@Zord
« La réalité est que l’UE aide l’Ukraine et avec cette aide l’Ukraine résiste. »
Oui ! Et tous parlent de gagner la guerre ou de la perdre ou seulement de la possibilité de gagner ou perdre... Sans que nous sachions ce que veut dire gagner ou perdre. Certains parlent aussi de l’effondrement prochain de telle ou telle armée... Nous n’avons rien vu s’effondrer mais les mêmes continuent à nous asséner leurs certitudes sur l’avenir.
Pour ma part, je pense que ce qui est et ce qui sera décisif c’est la lutte des classes. Nous voyons de ce point de vue des choses très différentes de part et d’autre de la ligne de front.

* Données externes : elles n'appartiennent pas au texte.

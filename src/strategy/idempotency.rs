use crate::adapters::postgres::PostgresStore;
use crate::coordination::LockGuard;
use crate::domain::Timeframe;
use crate::error::{CycleGuardError, Result};
use async_trait::async_trait;
use chrono::{DateTime, Duration, Utc};
use std::collections::HashMap;
use std::sync::Arc;
use tokio::sync::Mutex;
use tracing::{debug, info};

/// Default lifetime of a marked key
pub const DEFAULT_TTL_HOURS: i64 = 24;

/// Identity of "this action on this candle".
///
/// Renders as `{ticker}-{timeframe}-{candle_timestamp}-{action}`, e.g.
/// `KRW-BTC-1h-1704067200-buy`. External tooling reads that text out of the
/// store, so the format is fixed.
#[derive(Debug, Clone, PartialEq, Eq, Hash)]
pub struct IdempotencyKey {
    ticker: String,
    timeframe: String,
    candle_timestamp: i64,
    action: String,
    rendered: String,
}

impl IdempotencyKey {
    pub fn new(
        ticker: impl Into<String>,
        timeframe: impl Into<String>,
        candle_timestamp: i64,
        action: impl Into<String>,
    ) -> Self {
        let ticker = ticker.into();
        let timeframe = timeframe.into();
        let action = action.into();
        let rendered = make_key(&ticker, &timeframe, candle_timestamp, &action);

        Self {
            ticker,
            timeframe,
            candle_timestamp,
            action,
            rendered,
        }
    }

    /// Key for the candle of `timeframe` that contains `at`
    pub fn for_candle(ticker: &str, timeframe: Timeframe, at: DateTime<Utc>, action: &str) -> Self {
        Self::new(ticker, timeframe.as_str(), timeframe.align(at), action)
    }

    pub fn ticker(&self) -> &str {
        &self.ticker
    }

    pub fn timeframe(&self) -> &str {
        &self.timeframe
    }

    pub fn candle_timestamp(&self) -> i64 {
        self.candle_timestamp
    }

    pub fn action(&self) -> &str {
        &self.action
    }

    pub fn as_str(&self) -> &str {
        &self.rendered
    }
}

impl std::fmt::Display for IdempotencyKey {
    fn fmt(&self, f: &mut std::fmt::Formatter<'_>) -> std::fmt::Result {
        f.write_str(&self.rendered)
    }
}

impl AsRef<str> for IdempotencyKey {
    fn as_ref(&self) -> &str {
        &self.rendered
    }
}

/// Render an idempotency key string
pub fn make_key(ticker: &str, timeframe: &str, candle_timestamp: i64, action: &str) -> String {
    format!("{}-{}-{}-{}", ticker, timeframe, candle_timestamp, action)
}

/// Storage for marked keys.
///
/// "Not found" is `Ok(false)`, never an error. Inserting a key that is
/// already live must succeed without changing it.
#[cfg_attr(test, mockall::automock)]
#[async_trait]
pub trait IdempotencyStore: Send + Sync {
    /// Whether a record for `key` exists with `expires_at > now`
    async fn exists(&self, key: &str, now: DateTime<Utc>) -> Result<bool>;

    /// Insert a record; a live duplicate is left alone, an expired one is replaced
    async fn insert(&self, key: &str, created_at: DateTime<Utc>, expires_at: DateTime<Utc>) -> Result<()>;

    /// Delete every record with `expires_at <= now`, returning how many went
    async fn delete_expired(&self, now: DateTime<Utc>) -> Result<u64>;

    /// Total records, expired or not
    async fn count(&self) -> Result<u64>;
}

/// Postgres-backed key table (`idempotency_keys`)
#[derive(Clone)]
pub struct PgIdempotencyStore {
    store: PostgresStore,
}

impl PgIdempotencyStore {
    pub fn new(store: PostgresStore) -> Self {
        Self { store }
    }
}

#[async_trait]
impl IdempotencyStore for PgIdempotencyStore {
    async fn exists(&self, key: &str, now: DateTime<Utc>) -> Result<bool> {
        let found = sqlx::query_scalar::<_, bool>(
            r#"
            SELECT EXISTS (
                SELECT 1 FROM idempotency_keys
                WHERE key = $1 AND expires_at > $2
            )
            "#,
        )
        .bind(key)
        .bind(now)
        .fetch_one(self.store.pool())
        .await?;

        Ok(found)
    }

    async fn insert(&self, key: &str, created_at: DateTime<Utc>, expires_at: DateTime<Utc>) -> Result<()> {
        let result = sqlx::query(
            r#"
            INSERT INTO idempotency_keys (key, created_at, expires_at)
            VALUES ($1, $2, $3)
            ON CONFLICT (key) DO UPDATE SET
                created_at = EXCLUDED.created_at,
                expires_at = EXCLUDED.expires_at
            WHERE idempotency_keys.expires_at <= EXCLUDED.created_at
            "#,
        )
        .bind(key)
        .bind(created_at)
        .bind(expires_at)
        .execute(self.store.pool())
        .await;

        match result {
            Ok(_) => Ok(()),
            // Another runner inserted the same key between our check and mark.
            Err(sqlx::Error::Database(db)) if db.is_unique_violation() => {
                debug!("Idempotency key {} inserted concurrently", key);
                Ok(())
            }
            Err(e) => Err(e.into()),
        }
    }

    async fn delete_expired(&self, now: DateTime<Utc>) -> Result<u64> {
        let result = sqlx::query("DELETE FROM idempotency_keys WHERE expires_at <= $1")
            .bind(now)
            .execute(self.store.pool())
            .await?;

        Ok(result.rows_affected())
    }

    async fn count(&self) -> Result<u64> {
        let count = sqlx::query_scalar::<_, i64>("SELECT COUNT(*) FROM idempotency_keys")
            .fetch_one(self.store.pool())
            .await?;

        Ok(u64::try_from(count).unwrap_or(0))
    }
}

#[derive(Debug, Clone, Copy)]
struct MemoryRecord {
    #[allow(dead_code)]
    created_at: DateTime<Utc>,
    expires_at: DateTime<Utc>,
}

/// Process-local key table for single-runner setups and tests
#[derive(Clone, Default)]
pub struct InMemoryIdempotencyStore {
    records: Arc<Mutex<HashMap<String, MemoryRecord>>>,
}

impl InMemoryIdempotencyStore {
    pub fn new() -> Self {
        Self::default()
    }

    /// Keys currently stored, expired or not
    pub async fn keys(&self) -> Vec<String> {
        let mut keys: Vec<String> = self.records.lock().await.keys().cloned().collect();
        keys.sort();
        keys
    }
}

#[async_trait]
impl IdempotencyStore for InMemoryIdempotencyStore {
    async fn exists(&self, key: &str, now: DateTime<Utc>) -> Result<bool> {
        Ok(self
            .records
            .lock()
            .await
            .get(key)
            .is_some_and(|r| r.expires_at > now))
    }

    async fn insert(&self, key: &str, created_at: DateTime<Utc>, expires_at: DateTime<Utc>) -> Result<()> {
        let mut records = self.records.lock().await;
        match records.get(key) {
            Some(existing) if existing.expires_at > created_at => {
                debug!("Idempotency key {} already live", key);
            }
            _ => {
                records.insert(
                    key.to_string(),
                    MemoryRecord {
                        created_at,
                        expires_at,
                    },
                );
            }
        }
        Ok(())
    }

    async fn delete_expired(&self, now: DateTime<Utc>) -> Result<u64> {
        let mut records = self.records.lock().await;
        let before = records.len();
        records.retain(|_, r| r.expires_at > now);
        Ok((before - records.len()) as u64)
    }

    async fn count(&self) -> Result<u64> {
        Ok(self.records.lock().await.len() as u64)
    }
}

/// Exactly-once bookkeeping for candle/action pairs.
///
/// The guard itself only reports storage errors; deciding to fail closed on
/// them is the caller's job. Under real concurrency the surrounding cycle
/// lock, not this guard, keeps two runners from both passing `check_key`.
#[derive(Clone)]
pub struct IdempotencyGuard {
    store: Arc<dyn IdempotencyStore>,
    default_ttl: Duration,
}

impl IdempotencyGuard {
    pub fn new(store: Arc<dyn IdempotencyStore>) -> Self {
        Self {
            store,
            default_ttl: Duration::hours(DEFAULT_TTL_HOURS),
        }
    }

    pub fn with_default_ttl(mut self, ttl: Duration) -> Self {
        self.default_ttl = ttl;
        self
    }

    pub fn postgres(store: PostgresStore) -> Self {
        Self::new(Arc::new(PgIdempotencyStore::new(store)))
    }

    pub fn in_memory() -> Self {
        Self::new(Arc::new(InMemoryIdempotencyStore::new()))
    }

    pub fn default_ttl(&self) -> Duration {
        self.default_ttl
    }

    /// True iff a live record for `key` exists
    pub async fn check_key(&self, key: &str) -> Result<bool> {
        self.check_key_at(key, Utc::now()).await
    }

    pub async fn check_key_at(&self, key: &str, now: DateTime<Utc>) -> Result<bool> {
        let exists = self.store.exists(key, now).await?;
        debug!("Idempotency check {}: exists={}", key, exists);
        Ok(exists)
    }

    /// Record `key` as done for `ttl`
    pub async fn mark_key(&self, key: &str, ttl: Duration) -> Result<()> {
        self.mark_key_at(key, ttl, Utc::now()).await
    }

    /// Record `key` with the guard's default TTL
    pub async fn mark_key_default(&self, key: &str) -> Result<()> {
        self.mark_key(key, self.default_ttl).await
    }

    pub async fn mark_key_at(&self, key: &str, ttl: Duration, now: DateTime<Utc>) -> Result<()> {
        if ttl <= Duration::zero() {
            return Err(CycleGuardError::Validation(format!(
                "idempotency ttl must be positive, got {}s",
                ttl.num_seconds()
            )));
        }

        self.store.insert(key, now, now + ttl).await?;
        debug!("Marked idempotency key {} (ttl {}h)", key, ttl.num_hours());
        Ok(())
    }

    /// Delete expired records. Meant for the periodic sweep, not the cycle path.
    ///
    /// # Returns
    /// Number of records deleted
    pub async fn cleanup_expired(&self) -> Result<u64> {
        self.cleanup_expired_at(Utc::now()).await
    }

    pub async fn cleanup_expired_at(&self, now: DateTime<Utc>) -> Result<u64> {
        let deleted = self.store.delete_expired(now).await?;

        if deleted > 0 {
            info!("Cleaned up {} expired idempotency keys", deleted);
        }

        Ok(deleted)
    }

    /// Check, and mark if absent. Returns whether the key already existed.
    ///
    /// The two steps are not atomic against another process, so this only
    /// accepts callers holding the lock named by the key's action.
    pub async fn check_and_mark(&self, lock: &LockGuard, key: &str, ttl: Duration) -> Result<bool> {
        if !lock.acquired() {
            return Err(CycleGuardError::Lock(format!(
                "check_and_mark for {} requires holding lock {}",
                key,
                lock.name()
            )));
        }

        let action = key.rsplit('-').next().unwrap_or_default();
        if action != lock.name().as_str() {
            return Err(CycleGuardError::Lock(format!(
                "key {} is not covered by lock {}",
                key,
                lock.name()
            )));
        }

        if self.check_key(key).await? {
            return Ok(true);
        }

        self.mark_key(key, ttl).await?;
        Ok(false)
    }

    /// Total stored records, for diagnostics
    pub async fn record_count(&self) -> Result<u64> {
        self.store.count().await
    }
}
//! Coordination between runners
//!
//! Cross-process mutual exclusion for the periodic cycles:
//! - Named advisory locks with fixed ids
//! - Postgres session-scoped and in-memory backends
//! - Scoped guards that release on every exit path

pub mod lock;

pub use lock::{
    InMemoryLockBackend, LockBackend, LockCoordinator, LockGuard, LockLease, LockName,
    PgAdvisoryLockBackend, DEFAULT_LOCK_TIMEOUT_SECS,
};
//! Pre-filter classifying frames as protocol-relevant.

use crate::frame::{CapturedFrame, Direction, TransferType};

/// Admits frames that can plausibly carry protocol text.
///
/// This is a classification, not a parse attempt: the protocol rides on
/// multiplexed capture traffic shared with unrelated protocols, so a
/// rejected frame is a normal negative outcome and is never reported.
#[derive(Debug, Clone, Copy, Default)]
pub struct FrameGate {
    required_direction: Option<Direction>,
}

impl FrameGate {
    /// Gate admitting both transfer directions.
    pub fn new() -> Self {
        Self::default()
    }

    /// Gate additionally restricted to device-to-host frames. Used with
    /// reassembly profiles that only track the IN side.
    pub fn in_only() -> Self {
        Self {
            required_direction: Some(Direction::In),
        }
    }

    /// Whether `frame` should enter the dissection pipeline.
    ///
    /// Requires a bulk transfer with a non-empty payload made entirely of
    /// 7-bit ASCII (control, graphic, or space classes). A single byte
    /// outside that range rejects the whole frame.
    pub fn admit(&self, frame: &CapturedFrame<'_>) -> bool {
        if frame.transfer_type != TransferType::Bulk {
            return false;
        }
        if let Some(required) = self.required_direction {
            if frame.direction != required {
                return false;
            }
        }
        if frame.payload.is_empty() {
            return false;
        }
        frame.payload.iter().all(u8::is_ascii)
    }
}

#[cfg(test)]
mod tests {
    use super::*;

    fn frame(payload: &[u8]) -> CapturedFrame<'_> {
        CapturedFrame {
            payload,
            direction: Direction::In,
            transfer_type: TransferType::Bulk,
            bus: 1,
            device: 4,
            endpoint: 0x81,
            sequence: 1,
            transfer_id: 1,
            timestamp_us: 0,
        }
    }

    #[test]
    fn admits_ascii_bulk() {
        assert!(FrameGate::new().admit(&frame(b"5,1,2;\r\n")));
    }

    #[test]
    fn rejects_any_non_ascii_byte() {
        assert!(!FrameGate::new().admit(&frame(b"5,1\xFF,2;\r\n")));
        assert!(!FrameGate::new().admit(&frame(&[0x80])));
    }

    #[test]
    fn rejects_non_bulk_transfers() {
        let mut f = frame(b"5,1;\r\n");
        f.transfer_type = TransferType::Interrupt;
        assert!(!FrameGate::new().admit(&f));
    }

    #[test]
    fn rejects_empty_payload() {
        assert!(!FrameGate::new().admit(&frame(b"")));
    }

    #[test]
    fn in_only_gate_rejects_out() {
        let mut f = frame(b"2,13,1;\r\n");
        f.direction = Direction::Out;
        assert!(!FrameGate::in_only().admit(&f));
        assert!(FrameGate::new().admit(&f));
    }
}
//! Report sinks consuming decoded records.

use crate::record::{CommandRecord, PROTOCOL_NAME};

/// Receives one decoded record per dissected line.
///
/// Implemented by the surrounding capture tool (tree or log consumer); the
/// crate ships [`LogSink`] and [`CollectSink`] for plain logging and tests.
pub trait ReportSink {
    fn report(&mut self, record: &CommandRecord);
}

/// Writes each record through the `log` facade at info level.
#[derive(Debug, Default)]
pub struct LogSink;

impl ReportSink for LogSink {
    fn report(&mut self, record: &CommandRecord) {
        let fields: Vec<String> = record
            .decoded
            .iter()
            .map(|f| format!("{}={}", f.label(), f.value))
            .collect();
        log::info!(
            "{} [{}] cmd={} {}",
            PROTOCOL_NAME,
            record.summary(),
            record.command_id,
            fields.join(" "),
        );
    }
}

/// Collects records in memory, in arrival order.
#[derive(Debug, Default)]
pub struct CollectSink {
    pub records: Vec<CommandRecord>,
}

impl ReportSink for CollectSink {
    fn report(&mut self, record: &CommandRecord) {
        self.records.push(record.clone());
    }
}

En Ukraine, nous avons un système hérité de l’ancienne URSS suivi de la restauration du capitalisme ce qui a mis en place (comme en Russie) un système d’oligarques où règne la corruption. En Russie cela a évolué avec la dictature de Poutine qui fait assassiner les oligarques qui lui déplaisent. Poutine devient ainsi le grand oligarque mafieux à lui tout seul puisqu’il domine les autres.
En Ukraine cela évolue aussi car le peuple s’exprime lui-même contre ce qui reste mafieux et corrompu dans la gestion du pays et le peuple progresse. Zelensky doit s’aligner sur les exigences populaires. Même le mode de recrutement dans l’armée doit se faire en suivant les revendications populaires.
La capitulation du peuple ukrainien est impossible quelle que soit les options des dirigeants que ce soit Zelensky ou un autre. De même que les esclaves qui ont été affranchis ne redeviendront jamais esclaves car ils préféreront mourir, les Ukrainiens ont maintenant perçu ce qu’est l’indépendance à l’égard de la Russie. Ils n’y reviendront jamais. Maintenant, ils préféreront mourir que d’envisager d’avoir à nouveau à subir la russification.
Bref ! Nous voyons en Ukraine la liberté l’emporter sur la contrainte et la dictature. Que voyons nous en Russie ? Nous ne pouvons qu’y voir une dictature où les mécontents sont contraints de se taire et, dans ces conditions, il est difficile de dire si les mécontents sont nombreux et si cela peut durer longtemps.
Nous commençons ainsi à parler de lutte de classes, de la fragilité des différents systèmes d’oppression, de la possibilité qu’un des systèmes s’effondre avant l’autre.